----- SUPPLIED INFORMATION -----

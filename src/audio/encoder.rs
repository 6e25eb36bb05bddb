//! Encoder adapter
//!
//! Renders canonical PCM into output bytes. Two lossless WAV targets via
//! hound (16-bit integer and 32-bit float) and one lossy target via LAME
//! (MP3, 192 kbps). Each encode call is independent; the job coordinator
//! records per-output success or failure.

use crate::audio::buffer::AudioBuffer;
use crate::error::{EncodeReason, Error, Result};
use std::io::Cursor;
use tracing::debug;

/// Supported output targets
#[derive(Debug, Clone, Copy, PartialEq, Eq)]
pub enum OutputFormat {
    /// WAV, 16-bit signed PCM (lossless)
    Wav16,

    /// WAV, 32-bit float PCM (lossless)
    WavFloat,

    /// MP3 via LAME, 192 kbps (lossy)
    Mp3,
}

impl OutputFormat {
    /// Parse the wire-level format name used in output requests and the
    /// format-tag stage.
    pub fn parse(name: &str) -> Result<Self> {
        match name {
            "wav" => Ok(OutputFormat::Wav16),
            "wav-float" => Ok(OutputFormat::WavFloat),
            "mp3" => Ok(OutputFormat::Mp3),
            _ => Err(Error::Encode(EncodeReason::UnsupportedFormat)),
        }
    }

    /// MIME content type of the encoded bytes
    pub fn content_type(&self) -> &'static str {
        match self {
            OutputFormat::Wav16 | OutputFormat::WavFloat => "audio/wav",
            OutputFormat::Mp3 => "audio/mpeg",
        }
    }
}

/// Encoded output bytes plus their content type
#[derive(Debug, Clone)]
pub struct EncodedAudio {
    pub bytes: Vec<u8>,
    pub content_type: &'static str,
}

/// Encode a buffer into the requested target format.
///
/// # Errors
/// `EncodeReason::InvalidBuffer` for an empty buffer or a channel layout the
/// target cannot carry (MP3 is mono/stereo only).
pub fn encode(buffer: &AudioBuffer, format: OutputFormat) -> Result<EncodedAudio> {
    if buffer.samples.is_empty() || buffer.sample_rate == 0 {
        return Err(Error::Encode(EncodeReason::InvalidBuffer));
    }

    debug!(
        "Encoding {} frames at {}Hz ({} channels) to {:?}",
        buffer.frames(),
        buffer.sample_rate,
        buffer.channels,
        format
    );

    let bytes = match format {
        OutputFormat::Wav16 => encode_wav16(buffer)?,
        OutputFormat::WavFloat => encode_wav_float(buffer)?,
        OutputFormat::Mp3 => encode_mp3(buffer)?,
    };

    Ok(EncodedAudio {
        bytes,
        content_type: format.content_type(),
    })
}

fn encode_wav16(buffer: &AudioBuffer) -> Result<Vec<u8>> {
    let spec = hound::WavSpec {
        channels: buffer.channels,
        sample_rate: buffer.sample_rate,
        bits_per_sample: 16,
        sample_format: hound::SampleFormat::Int,
    };

    let mut cursor = Cursor::new(Vec::new());
    {
        let mut writer = hound::WavWriter::new(&mut cursor, spec)
            .map_err(|e| Error::Internal(format!("WAV writer init failed: {}", e)))?;
        for sample in &buffer.samples {
            let quantized = (sample.clamp(-1.0, 1.0) * 32767.0).round() as i16;
            writer
                .write_sample(quantized)
                .map_err(|e| Error::Internal(format!("WAV write failed: {}", e)))?;
        }
        writer
            .finalize()
            .map_err(|e| Error::Internal(format!("WAV finalize failed: {}", e)))?;
    }

    Ok(cursor.into_inner())
}

fn encode_wav_float(buffer: &AudioBuffer) -> Result<Vec<u8>> {
    let spec = hound::WavSpec {
        channels: buffer.channels,
        sample_rate: buffer.sample_rate,
        bits_per_sample: 32,
        sample_format: hound::SampleFormat::Float,
    };

    let mut cursor = Cursor::new(Vec::new());
    {
        let mut writer = hound::WavWriter::new(&mut cursor, spec)
            .map_err(|e| Error::Internal(format!("WAV writer init failed: {}", e)))?;
        for sample in &buffer.samples {
            writer
                .write_sample(*sample)
                .map_err(|e| Error::Internal(format!("WAV write failed: {}", e)))?;
        }
        writer
            .finalize()
            .map_err(|e| Error::Internal(format!("WAV finalize failed: {}", e)))?;
    }

    Ok(cursor.into_inner())
}

fn encode_mp3(buffer: &AudioBuffer) -> Result<Vec<u8>> {
    use mp3lame_encoder::{Builder, FlushNoGap, InterleavedPcm, MonoPcm};

    if buffer.channels > 2 {
        return Err(Error::Encode(EncodeReason::InvalidBuffer));
    }

    let mut builder = Builder::new().ok_or_else(|| {
        Error::Internal("Failed to allocate LAME encoder".to_string())
    })?;

    builder
        .set_num_channels(buffer.channels as u8)
        .map_err(|_| Error::Encode(EncodeReason::InvalidBuffer))?;
    builder
        .set_sample_rate(buffer.sample_rate)
        .map_err(|_| Error::Encode(EncodeReason::InvalidBuffer))?;
    builder
        .set_brate(mp3lame_encoder::Birtate::Kbps192)
        .map_err(|e| Error::Internal(format!("LAME bitrate setup failed: {:?}", e)))?;
    builder
        .set_quality(mp3lame_encoder::Quality::Best)
        .map_err(|e| Error::Internal(format!("LAME quality setup failed: {:?}", e)))?;

    let mut encoder = builder
        .build()
        .map_err(|e| Error::Internal(format!("LAME init failed: {:?}", e)))?;

    let pcm: Vec<i16> = buffer
        .samples
        .iter()
        .map(|s| (s.clamp(-1.0, 1.0) * 32767.0).round() as i16)
        .collect();

    let mut out = Vec::new();
    out.reserve(mp3lame_encoder::max_required_buffer_size(buffer.frames()));

    let written = if buffer.channels == 1 {
        encoder
            .encode(MonoPcm(&pcm), out.spare_capacity_mut())
            .map_err(|e| Error::Internal(format!("MP3 encode failed: {:?}", e)))?
    } else {
        encoder
            .encode(InterleavedPcm(&pcm), out.spare_capacity_mut())
            .map_err(|e| Error::Internal(format!("MP3 encode failed: {:?}", e)))?
    };
    // SAFETY: the encoder reports how many bytes of the spare capacity it filled
    unsafe {
        out.set_len(out.len() + written);
    }

    let written = encoder
        .flush::<FlushNoGap>(out.spare_capacity_mut())
        .map_err(|e| Error::Internal(format!("MP3 flush failed: {:?}", e)))?;
    // SAFETY: as above
    unsafe {
        out.set_len(out.len() + written);
    }

    Ok(out)
}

-----

◆ WORK REQUEST ◆
All lines in the preceding records that hold the word "SAFETY" need to be copied.

◆ THE ANSWER ◆
    // SAFETY: the encoder reports how many bytes of the spare capacity it filled
    // SAFETY: as above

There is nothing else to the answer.